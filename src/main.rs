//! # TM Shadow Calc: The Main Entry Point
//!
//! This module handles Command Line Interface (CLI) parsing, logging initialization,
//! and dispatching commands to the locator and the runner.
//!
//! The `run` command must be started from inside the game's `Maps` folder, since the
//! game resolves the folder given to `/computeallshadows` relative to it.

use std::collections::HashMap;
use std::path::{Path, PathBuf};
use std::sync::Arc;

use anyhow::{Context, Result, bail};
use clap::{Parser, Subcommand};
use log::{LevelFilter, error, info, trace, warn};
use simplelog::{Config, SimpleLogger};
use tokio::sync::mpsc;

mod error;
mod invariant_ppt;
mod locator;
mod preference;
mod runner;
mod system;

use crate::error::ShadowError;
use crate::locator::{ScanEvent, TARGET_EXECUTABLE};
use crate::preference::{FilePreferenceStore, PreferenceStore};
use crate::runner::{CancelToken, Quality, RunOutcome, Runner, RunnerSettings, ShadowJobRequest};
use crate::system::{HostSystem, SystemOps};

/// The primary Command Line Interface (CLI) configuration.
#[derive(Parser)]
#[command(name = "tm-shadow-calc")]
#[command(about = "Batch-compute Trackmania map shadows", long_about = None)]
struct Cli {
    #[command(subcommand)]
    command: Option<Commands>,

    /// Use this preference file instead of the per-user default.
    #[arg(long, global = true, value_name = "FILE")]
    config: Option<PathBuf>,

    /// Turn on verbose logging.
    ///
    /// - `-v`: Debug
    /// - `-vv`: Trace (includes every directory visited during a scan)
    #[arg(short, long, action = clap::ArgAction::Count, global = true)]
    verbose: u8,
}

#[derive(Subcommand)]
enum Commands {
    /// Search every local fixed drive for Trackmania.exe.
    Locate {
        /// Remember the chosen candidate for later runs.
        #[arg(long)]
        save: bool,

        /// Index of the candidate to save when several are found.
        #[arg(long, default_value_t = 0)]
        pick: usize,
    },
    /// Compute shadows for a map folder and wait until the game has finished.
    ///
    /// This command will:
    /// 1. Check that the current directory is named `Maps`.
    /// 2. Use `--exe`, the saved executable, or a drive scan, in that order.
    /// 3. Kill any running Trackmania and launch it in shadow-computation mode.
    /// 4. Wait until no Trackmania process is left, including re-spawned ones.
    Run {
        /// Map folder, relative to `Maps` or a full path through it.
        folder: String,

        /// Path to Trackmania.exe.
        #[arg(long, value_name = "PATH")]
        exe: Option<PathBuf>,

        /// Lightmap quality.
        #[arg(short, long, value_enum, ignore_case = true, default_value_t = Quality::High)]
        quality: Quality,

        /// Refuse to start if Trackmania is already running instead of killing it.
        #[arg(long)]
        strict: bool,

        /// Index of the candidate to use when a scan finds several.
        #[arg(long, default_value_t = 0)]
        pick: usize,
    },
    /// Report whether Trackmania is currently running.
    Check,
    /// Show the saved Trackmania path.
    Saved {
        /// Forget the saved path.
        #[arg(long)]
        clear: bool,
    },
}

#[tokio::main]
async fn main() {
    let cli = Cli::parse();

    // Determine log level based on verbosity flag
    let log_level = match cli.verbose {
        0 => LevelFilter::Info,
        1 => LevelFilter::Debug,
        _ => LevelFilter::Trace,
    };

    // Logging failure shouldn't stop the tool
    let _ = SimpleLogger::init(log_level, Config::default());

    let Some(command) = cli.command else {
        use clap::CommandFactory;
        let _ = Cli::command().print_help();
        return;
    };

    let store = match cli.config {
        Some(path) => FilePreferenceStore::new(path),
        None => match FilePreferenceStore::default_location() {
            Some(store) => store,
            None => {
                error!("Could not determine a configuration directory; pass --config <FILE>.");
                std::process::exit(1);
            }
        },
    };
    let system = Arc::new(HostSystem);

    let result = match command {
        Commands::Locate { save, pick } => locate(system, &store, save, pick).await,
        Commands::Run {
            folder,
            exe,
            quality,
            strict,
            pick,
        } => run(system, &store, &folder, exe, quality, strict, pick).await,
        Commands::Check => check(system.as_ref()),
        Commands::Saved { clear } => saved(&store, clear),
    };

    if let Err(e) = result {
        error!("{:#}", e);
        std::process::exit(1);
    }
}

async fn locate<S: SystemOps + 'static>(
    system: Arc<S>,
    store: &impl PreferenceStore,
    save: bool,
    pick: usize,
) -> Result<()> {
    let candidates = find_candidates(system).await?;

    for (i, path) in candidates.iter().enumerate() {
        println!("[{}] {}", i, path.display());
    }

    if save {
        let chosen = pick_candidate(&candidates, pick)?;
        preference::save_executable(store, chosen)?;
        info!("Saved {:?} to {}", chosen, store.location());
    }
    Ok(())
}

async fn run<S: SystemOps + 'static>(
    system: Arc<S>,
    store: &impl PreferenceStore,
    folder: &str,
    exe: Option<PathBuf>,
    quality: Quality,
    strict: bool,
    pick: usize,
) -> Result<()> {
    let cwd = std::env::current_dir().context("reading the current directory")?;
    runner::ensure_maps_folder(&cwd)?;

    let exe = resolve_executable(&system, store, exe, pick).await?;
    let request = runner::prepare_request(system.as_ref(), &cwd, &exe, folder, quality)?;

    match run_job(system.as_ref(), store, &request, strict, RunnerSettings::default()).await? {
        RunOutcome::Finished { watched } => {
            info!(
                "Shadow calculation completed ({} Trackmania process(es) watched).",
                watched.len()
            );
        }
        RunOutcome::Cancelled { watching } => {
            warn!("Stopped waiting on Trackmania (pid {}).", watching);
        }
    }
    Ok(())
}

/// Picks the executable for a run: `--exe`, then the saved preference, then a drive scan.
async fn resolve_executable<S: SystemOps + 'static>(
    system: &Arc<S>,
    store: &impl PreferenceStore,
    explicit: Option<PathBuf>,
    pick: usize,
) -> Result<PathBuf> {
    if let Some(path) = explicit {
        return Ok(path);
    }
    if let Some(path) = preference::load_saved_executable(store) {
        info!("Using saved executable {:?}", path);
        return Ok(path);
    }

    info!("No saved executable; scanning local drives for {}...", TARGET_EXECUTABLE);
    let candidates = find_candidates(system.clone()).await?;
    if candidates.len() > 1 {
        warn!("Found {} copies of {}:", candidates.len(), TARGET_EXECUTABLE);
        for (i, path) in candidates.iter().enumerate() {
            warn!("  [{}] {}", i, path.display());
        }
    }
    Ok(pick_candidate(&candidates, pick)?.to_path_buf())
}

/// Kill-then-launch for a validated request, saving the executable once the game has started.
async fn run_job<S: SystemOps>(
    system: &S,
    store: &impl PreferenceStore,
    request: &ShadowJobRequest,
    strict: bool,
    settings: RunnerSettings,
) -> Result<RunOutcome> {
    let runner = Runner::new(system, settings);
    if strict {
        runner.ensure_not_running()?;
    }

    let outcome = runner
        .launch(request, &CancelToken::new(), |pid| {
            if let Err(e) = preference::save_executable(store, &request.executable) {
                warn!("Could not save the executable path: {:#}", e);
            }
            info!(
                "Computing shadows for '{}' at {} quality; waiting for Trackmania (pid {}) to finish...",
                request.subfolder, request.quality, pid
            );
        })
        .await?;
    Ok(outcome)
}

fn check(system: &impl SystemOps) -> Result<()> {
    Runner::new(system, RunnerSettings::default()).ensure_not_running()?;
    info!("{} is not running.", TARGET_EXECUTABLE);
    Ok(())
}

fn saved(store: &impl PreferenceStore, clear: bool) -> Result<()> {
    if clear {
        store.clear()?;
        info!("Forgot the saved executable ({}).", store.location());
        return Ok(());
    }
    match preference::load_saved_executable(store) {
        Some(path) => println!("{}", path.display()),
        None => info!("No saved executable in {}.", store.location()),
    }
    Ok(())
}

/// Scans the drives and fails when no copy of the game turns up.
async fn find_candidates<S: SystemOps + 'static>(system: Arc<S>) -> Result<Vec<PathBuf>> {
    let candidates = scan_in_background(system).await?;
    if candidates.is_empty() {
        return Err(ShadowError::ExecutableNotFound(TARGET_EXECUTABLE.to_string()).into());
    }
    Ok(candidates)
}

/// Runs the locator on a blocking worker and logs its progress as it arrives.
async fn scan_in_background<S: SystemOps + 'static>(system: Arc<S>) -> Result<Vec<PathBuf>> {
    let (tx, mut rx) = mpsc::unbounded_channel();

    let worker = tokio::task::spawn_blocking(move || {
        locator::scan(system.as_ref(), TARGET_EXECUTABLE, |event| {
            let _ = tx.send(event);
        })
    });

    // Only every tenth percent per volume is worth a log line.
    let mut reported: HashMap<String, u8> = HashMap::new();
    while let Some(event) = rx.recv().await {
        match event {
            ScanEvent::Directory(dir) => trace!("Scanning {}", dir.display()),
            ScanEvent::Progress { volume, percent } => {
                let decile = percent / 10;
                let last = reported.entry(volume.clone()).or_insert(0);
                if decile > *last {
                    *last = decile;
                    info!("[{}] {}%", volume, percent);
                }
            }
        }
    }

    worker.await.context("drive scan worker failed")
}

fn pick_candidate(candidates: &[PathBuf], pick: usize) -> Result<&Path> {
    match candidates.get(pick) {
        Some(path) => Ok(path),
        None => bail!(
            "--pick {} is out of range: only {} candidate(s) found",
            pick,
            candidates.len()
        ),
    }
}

---

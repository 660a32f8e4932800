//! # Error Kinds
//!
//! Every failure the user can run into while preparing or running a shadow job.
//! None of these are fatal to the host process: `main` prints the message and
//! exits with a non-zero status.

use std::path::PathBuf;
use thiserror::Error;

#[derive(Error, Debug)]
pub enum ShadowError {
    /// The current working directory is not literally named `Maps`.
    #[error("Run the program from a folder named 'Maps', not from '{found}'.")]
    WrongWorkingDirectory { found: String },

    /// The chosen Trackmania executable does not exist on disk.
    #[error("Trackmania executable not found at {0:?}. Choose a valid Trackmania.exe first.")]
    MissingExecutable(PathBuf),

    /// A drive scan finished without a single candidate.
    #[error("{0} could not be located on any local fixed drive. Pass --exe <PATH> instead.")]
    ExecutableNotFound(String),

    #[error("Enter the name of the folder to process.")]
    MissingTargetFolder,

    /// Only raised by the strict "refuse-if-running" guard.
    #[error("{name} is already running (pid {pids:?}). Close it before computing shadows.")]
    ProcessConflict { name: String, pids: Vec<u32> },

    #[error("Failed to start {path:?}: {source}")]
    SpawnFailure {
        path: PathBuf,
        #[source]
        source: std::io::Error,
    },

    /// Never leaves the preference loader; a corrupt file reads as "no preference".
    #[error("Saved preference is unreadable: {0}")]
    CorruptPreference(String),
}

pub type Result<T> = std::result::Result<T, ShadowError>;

--

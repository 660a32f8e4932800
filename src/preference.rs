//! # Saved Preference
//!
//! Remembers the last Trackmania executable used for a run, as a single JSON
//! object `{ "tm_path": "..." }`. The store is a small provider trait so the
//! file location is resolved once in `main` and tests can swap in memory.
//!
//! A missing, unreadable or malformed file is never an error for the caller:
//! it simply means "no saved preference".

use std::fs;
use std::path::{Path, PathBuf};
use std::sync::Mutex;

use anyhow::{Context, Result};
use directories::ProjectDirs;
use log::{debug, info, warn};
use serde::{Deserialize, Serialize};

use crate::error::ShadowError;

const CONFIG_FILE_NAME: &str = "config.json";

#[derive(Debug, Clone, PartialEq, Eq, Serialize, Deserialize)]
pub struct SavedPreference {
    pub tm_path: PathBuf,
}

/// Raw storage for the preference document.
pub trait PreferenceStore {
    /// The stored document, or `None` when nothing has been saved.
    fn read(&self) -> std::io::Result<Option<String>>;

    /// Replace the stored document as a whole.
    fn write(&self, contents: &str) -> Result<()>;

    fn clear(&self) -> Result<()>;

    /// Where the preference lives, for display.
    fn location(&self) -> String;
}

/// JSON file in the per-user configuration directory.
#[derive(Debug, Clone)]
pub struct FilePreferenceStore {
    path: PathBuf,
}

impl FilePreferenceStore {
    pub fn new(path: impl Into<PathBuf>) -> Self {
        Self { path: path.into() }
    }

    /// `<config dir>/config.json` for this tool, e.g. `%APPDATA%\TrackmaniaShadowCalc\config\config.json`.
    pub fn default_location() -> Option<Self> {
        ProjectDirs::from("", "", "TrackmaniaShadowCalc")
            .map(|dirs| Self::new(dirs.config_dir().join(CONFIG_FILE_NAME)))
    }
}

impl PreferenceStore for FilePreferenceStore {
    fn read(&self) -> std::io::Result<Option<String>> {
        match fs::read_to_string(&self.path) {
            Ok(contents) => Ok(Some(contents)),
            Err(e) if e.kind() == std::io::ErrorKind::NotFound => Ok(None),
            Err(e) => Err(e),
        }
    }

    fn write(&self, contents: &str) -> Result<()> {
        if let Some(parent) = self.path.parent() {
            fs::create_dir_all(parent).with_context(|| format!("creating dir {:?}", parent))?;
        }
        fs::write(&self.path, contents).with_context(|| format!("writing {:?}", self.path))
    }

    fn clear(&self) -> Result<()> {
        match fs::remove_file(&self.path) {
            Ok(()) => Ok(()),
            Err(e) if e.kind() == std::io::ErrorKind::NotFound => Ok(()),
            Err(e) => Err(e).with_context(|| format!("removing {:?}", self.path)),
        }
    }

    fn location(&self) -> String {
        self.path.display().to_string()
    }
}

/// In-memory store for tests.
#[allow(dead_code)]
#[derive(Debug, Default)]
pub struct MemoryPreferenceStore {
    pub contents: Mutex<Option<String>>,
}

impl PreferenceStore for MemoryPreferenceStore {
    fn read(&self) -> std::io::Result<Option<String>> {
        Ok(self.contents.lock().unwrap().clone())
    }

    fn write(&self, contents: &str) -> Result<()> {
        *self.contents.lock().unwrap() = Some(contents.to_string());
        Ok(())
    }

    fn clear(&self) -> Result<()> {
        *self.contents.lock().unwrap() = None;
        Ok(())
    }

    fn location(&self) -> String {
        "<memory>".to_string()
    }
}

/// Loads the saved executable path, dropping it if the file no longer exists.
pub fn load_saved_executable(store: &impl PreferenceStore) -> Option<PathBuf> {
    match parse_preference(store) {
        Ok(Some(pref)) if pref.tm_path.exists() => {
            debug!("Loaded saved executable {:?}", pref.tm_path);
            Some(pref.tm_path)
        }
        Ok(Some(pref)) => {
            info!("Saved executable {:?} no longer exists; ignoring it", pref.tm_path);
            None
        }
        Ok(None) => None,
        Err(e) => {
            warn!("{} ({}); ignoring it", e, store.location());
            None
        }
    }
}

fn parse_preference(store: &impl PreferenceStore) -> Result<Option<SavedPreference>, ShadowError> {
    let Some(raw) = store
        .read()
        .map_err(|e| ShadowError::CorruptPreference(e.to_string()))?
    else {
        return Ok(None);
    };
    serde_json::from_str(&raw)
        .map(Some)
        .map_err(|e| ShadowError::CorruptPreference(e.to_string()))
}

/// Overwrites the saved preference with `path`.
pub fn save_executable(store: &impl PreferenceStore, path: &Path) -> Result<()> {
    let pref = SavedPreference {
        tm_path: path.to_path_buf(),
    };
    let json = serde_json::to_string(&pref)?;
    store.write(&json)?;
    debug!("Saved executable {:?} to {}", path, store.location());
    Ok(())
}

WHAT IS BEING ASKED> Of the lines above, show those in which "parent" appears.

ANSWER TO THIS PROBLEM>
        if let Some(parent) = self.path.parent() {
            fs::create_dir_all(parent).with_context(|| format!("creating dir {:?}", parent))?;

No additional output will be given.